• _ACTION ITEM_:
Look through the records below, and copy out every line that holds the string "Some".

=== Begin Enclosure ===

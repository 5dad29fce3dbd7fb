//! Geometry of the clock-face time picker.
//!
//! Angles are in degrees measured clockwise from 12 o'clock. Offsets are in
//! screen space: `x` grows to the right and `y` grows downwards.

use crate::clock::ClockTime;

/// Distance from the face centre to the marks when nothing is configured.
pub const DEFAULT_RADIUS: f64 = 90.0;

const SLOTS: u8 = 12;
const DEGREES_PER_SLOT: f64 = 30.0;

/// Which part of the time the dial is currently picking.
#[derive(Debug, Clone, Copy, PartialEq, Eq)]
pub enum DialMode {
    Hours,
    Minutes,
}

/// One selectable number around the face.
#[derive(Debug, Clone, PartialEq)]
pub struct DialMark {
    /// Position around the face, 1 (one o'clock) through 12.
    pub slot: u8,
    /// Hour (1-12) or minute (0, 5, ..., 55) this mark selects.
    pub value: u8,
    pub label: String,
    pub x: f64,
    pub y: f64,
}

/// Rotation of the indicator hand for the current selection.
pub fn hand_angle(mode: DialMode, time: &ClockTime) -> f64 {
    match mode {
        DialMode::Hours => f64::from(time.hour12() % 12) * 30.0,
        DialMode::Minutes => f64::from(time.minute()) * 6.0,
    }
}

/// Offset from the face centre of a point `radius` away at clock angle `angle`.
pub fn polar_offset(angle: f64, radius: f64) -> (f64, f64) {
    let rad = (angle - 90.0).to_radians();
    (radius * rad.cos(), radius * rad.sin())
}

/// Value selected by `slot` in the given mode.
pub fn slot_value(mode: DialMode, slot: u8) -> u8 {
    match mode {
        DialMode::Hours => slot,
        DialMode::Minutes if slot == SLOTS => 0,
        DialMode::Minutes => slot * 5,
    }
}

/// The 12 marks around the face, slot 1 first.
pub fn dial_marks(mode: DialMode, radius: f64) -> Vec<DialMark> {
    (1..=SLOTS)
        .map(|slot| {
            let value = slot_value(mode, slot);
            let label = match mode {
                DialMode::Hours => value.to_string(),
                DialMode::Minutes => format!("{:02}", value),
            };
            let (x, y) = polar_offset(f64::from(slot) * DEGREES_PER_SLOT, radius);
            DialMark { slot, value, label, x, y }
        })
        .collect()
}

pub fn is_selected(mark: &DialMark, mode: DialMode, time: &ClockTime) -> bool {
    match mode {
        DialMode::Hours => time.hour12() == mark.value,
        DialMode::Minutes => time.minute() == mark.value,
    }
}

/// Slot the current selection sits on, or the nearest one before it for
/// minutes that are not a multiple of five.
pub fn current_slot(mode: DialMode, time: &ClockTime) -> u8 {
    match mode {
        DialMode::Hours => time.hour12(),
        DialMode::Minutes => match time.minute() / 5 {
            0 => SLOTS,
            n => n,
        },
    }
}

/// Slot reached by moving `steps` positions clockwise (negative for
/// counter-clockwise), wrapping around the face.
pub fn step_slot(slot: u8, steps: i32) -> u8 {
    let zero_based = (i32::from(slot) - 1 + steps).rem_euclid(i32::from(SLOTS));
    // rem_euclid keeps this in 0..12
    zero_based as u8 + 1
}
use std::fmt;
use std::str::FromStr;

use chrono::{NaiveTime, Timelike};
use thiserror::Error;

/// Half of the day a 12-hour time falls in.
#[derive(Debug, Clone, Copy, PartialEq, Eq, Hash)]
pub enum Period {
    Am,
    Pm,
}

impl Period {
    pub fn toggled(self) -> Period {
        match self {
            Period::Am => Period::Pm,
            Period::Pm => Period::Am,
        }
    }
}

impl fmt::Display for Period {
    fn fmt(&self, f: &mut fmt::Formatter<'_>) -> fmt::Result {
        match self {
            Period::Am => f.write_str("AM"),
            Period::Pm => f.write_str("PM"),
        }
    }
}

#[derive(Debug, Error, PartialEq, Eq)]
pub enum TimeFormatError {
    #[error("Invalid time '{0}'. Use HH:MM (24-hour) or h:MM AM/PM.")]
    Malformed(String),

    #[error("Hour {0} is out of range")]
    HourOutOfRange(u8),

    #[error("Minute {0} is out of range (0-59)")]
    MinuteOutOfRange(u8),
}

/// A time of day as picked on a 12-hour clock face.
///
/// `hour12` is always in `1..=12` and `minute` in `0..=59`.
#[derive(Debug, Clone, Copy, PartialEq, Eq, Hash)]
pub struct ClockTime {
    hour12: u8,
    minute: u8,
    period: Period,
}

impl ClockTime {
    pub fn new(hour12: u8, minute: u8, period: Period) -> Result<Self, TimeFormatError> {
        if !(1..=12).contains(&hour12) {
            return Err(TimeFormatError::HourOutOfRange(hour12));
        }
        if minute > 59 {
            return Err(TimeFormatError::MinuteOutOfRange(minute));
        }
        Ok(ClockTime { hour12, minute, period })
    }

    /// 12:00 AM, the picker's starting position.
    pub fn midnight() -> Self {
        ClockTime { hour12: 12, minute: 0, period: Period::Am }
    }

    pub fn hour12(&self) -> u8 {
        self.hour12
    }

    pub fn minute(&self) -> u8 {
        self.minute
    }

    pub fn period(&self) -> Period {
        self.period
    }

    pub fn with_hour12(self, hour12: u8) -> Result<Self, TimeFormatError> {
        ClockTime::new(hour12, self.minute, self.period)
    }

    pub fn with_minute(self, minute: u8) -> Result<Self, TimeFormatError> {
        ClockTime::new(self.hour12, minute, self.period)
    }

    pub fn with_period(self, period: Period) -> Self {
        ClockTime { period, ..self }
    }

    /// Hour on the 24-hour clock (`0..=23`).
    pub fn hour24(&self) -> u8 {
        match (self.period, self.hour12) {
            (Period::Am, 12) => 0,
            (Period::Am, h) => h,
            (Period::Pm, 12) => 12,
            (Period::Pm, h) => h + 12,
        }
    }

    /// Builds the 12-hour form of a 24-hour clock reading.
    pub fn from_hour24(hour: u8, minute: u8) -> Result<Self, TimeFormatError> {
        let (hour12, period) = match hour {
            0 => (12, Period::Am),
            1..=11 => (hour, Period::Am),
            12 => (12, Period::Pm),
            13..=23 => (hour - 12, Period::Pm),
            _ => return Err(TimeFormatError::HourOutOfRange(hour)),
        };
        ClockTime::new(hour12, minute, period)
    }

    pub fn to_naive_time(&self) -> NaiveTime {
        // Fields are range-checked on construction.
        NaiveTime::from_hms_opt(u32::from(self.hour24()), u32::from(self.minute), 0)
            .unwrap_or(NaiveTime::MIN)
    }

    pub fn from_naive_time(time: NaiveTime) -> Self {
        // NaiveTime hours and minutes are always in range.
        ClockTime::from_hour24(time.hour() as u8, time.minute() as u8)
            .unwrap_or_else(|_| ClockTime::midnight())
    }
}

/// Displays the 12-hour reading, e.g. `3:05 PM`.
impl fmt::Display for ClockTime {
    fn fmt(&self, f: &mut fmt::Formatter<'_>) -> fmt::Result {
        write!(f, "{}:{:02} {}", self.hour12, self.minute, self.period)
    }
}

/// Parses 12-hour text such as `3:05 PM`, `3:05pm` or `12:00 am`.
impl FromStr for ClockTime {
    type Err = TimeFormatError;

    fn from_str(s: &str) -> Result<Self, Self::Err> {
        let malformed = || TimeFormatError::Malformed(s.to_string());
        let lower = s.trim().to_ascii_lowercase();
        let (clock, period) = if let Some(rest) = lower.strip_suffix("am") {
            (rest.trim_end(), Period::Am)
        } else if let Some(rest) = lower.strip_suffix("pm") {
            (rest.trim_end(), Period::Pm)
        } else {
            return Err(malformed());
        };
        let (h, m) = clock.split_once(':').ok_or_else(malformed)?;
        if h.is_empty() || h.len() > 2 || m.len() != 2 {
            return Err(malformed());
        }
        let hour12 = parse_digits(h).ok_or_else(malformed)?;
        let minute = parse_digits(m).ok_or_else(malformed)?;
        ClockTime::new(hour12, minute, period)
    }
}

/// Decodes a canonical `HH:MM` 24-hour string.
///
/// Empty input means "no time set" and yields `Ok(None)`.
pub fn decode(input: &str) -> Result<Option<ClockTime>, TimeFormatError> {
    let trimmed = input.trim();
    if trimmed.is_empty() {
        return Ok(None);
    }
    let malformed = || TimeFormatError::Malformed(input.to_string());
    let (h, m) = trimmed.split_once(':').ok_or_else(malformed)?;
    if h.len() != 2 || m.len() != 2 {
        return Err(malformed());
    }
    let hour = parse_digits(h).ok_or_else(malformed)?;
    let minute = parse_digits(m).ok_or_else(malformed)?;
    if hour > 23 {
        return Err(TimeFormatError::HourOutOfRange(hour));
    }
    ClockTime::from_hour24(hour, minute).map(Some)
}

/// Encodes a 12-hour selection as a canonical `HH:MM` string.
pub fn encode(time: &ClockTime) -> String {
    format!("{:02}:{:02}", time.hour24(), time.minute)
}

/// Reads a time the user typed in either 24-hour or 12-hour form.
pub fn parse_user_time(input: &str) -> Result<Option<ClockTime>, TimeFormatError> {
    let trimmed = input.trim();
    let lower = trimmed.to_ascii_lowercase();
    if lower.ends_with("am") || lower.ends_with("pm") {
        return trimmed.parse().map(Some);
    }
    decode(trimmed)
}

fn parse_digits(s: &str) -> Option<u8> {
    if s.is_empty() || !s.bytes().all(|b| b.is_ascii_digit()) {
        return None;
    }
    s.parse().ok()
}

=== End Enclosure ===

• _RESULT FOR THIS TASK_:
        let (clock, period) = if let Some(rest) = lower.strip_suffix("am") {
        } else if let Some(rest) = lower.strip_suffix("pm") {
    ClockTime::from_hour24(hour, minute).map(Some)
        return trimmed.parse().map(Some);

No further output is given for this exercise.